Dorila recordaba la foto de un tal William Russel en el Casino de Paramonga, donde su madre había popularizado la versión huachana del ceviche de pato por algunos años. La recordaba mucho más que la del Chino Velasco y las fotos de los otros militares que en ese momento colgaban de la pared del Casino.
“En el barrio no hay mas que Wilies”, protestó nuevamente la partera.
“Pili, Bili, Wili. Es por la Grace, vieja. ¿No te habías dado cuenta?”, respondió Padre José. Dorila cerró los ojos y recordó claramente la imagen en la pared del Casino de Paramonga.
“La foto tenía una fecha…mil ochocientos sesenta… Y estaba escrito W.R. Grace”, comentó Dorila, recuperada del dolor y con más sed de caña.
“El traficante de armas y candelabros que sale en la foto con lentecillos redondos y la mirada perdida”, agregó el Padre José.

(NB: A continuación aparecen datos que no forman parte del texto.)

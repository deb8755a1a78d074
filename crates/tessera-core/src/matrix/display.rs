//! `Display` formatting for [`Matrix`].
//!
//! One line per row, `[ v1 v2 ... ]`, with a line break before the first row
//! and after every row.

use core::fmt;

use super::Matrix;

impl fmt::Display for Matrix {
    fn fmt(&self, f: &mut fmt::Formatter<'_>) -> fmt::Result {
        writeln!(f)?;
        for row in self.rows() {
            write!(f, "[")?;
            for v in row {
                write!(f, " {v}")?;
            }
            writeln!(f, " ]")?;
        }
        Ok(())
    }
}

“Por lo menos no se parecerá al Loco del Tenedor, al suboficial Molina”, susurró para sí misma la partera.
Pese a todo, el segundo nombre, Carlos, sí le hizo honor al padre. El niño no fue registrado sino hasta el veintiocho de julio de 1972. El Padre José y la matrona, después arguyeron en la municipalidad de Pativilca que fue por darle unos días a Molina para que se presente, cosa que nunca ocurrió. “Pero que lindo que haya quedado para el día del Perú”, pudo justificar la matrona frente al secretario municipal.
Ese año, por milagrosa coincidencia, muchos niños nacieron en fiestas patrias. En el caso del hijo de Dorila, la fiesta cívica del 28 de julio fue preferida, con resistencia del Padre José, a la celebración religiosa del 16 de Julio, día de la Virgen del Carmen. José sin embargo, obtuvo su venganza al invertir y a la vez hispanizar el nombre del niño, quedando asentado en los registros públicos como el infante Carlos Guillermo Chumacero, el segundo fundador de Lima.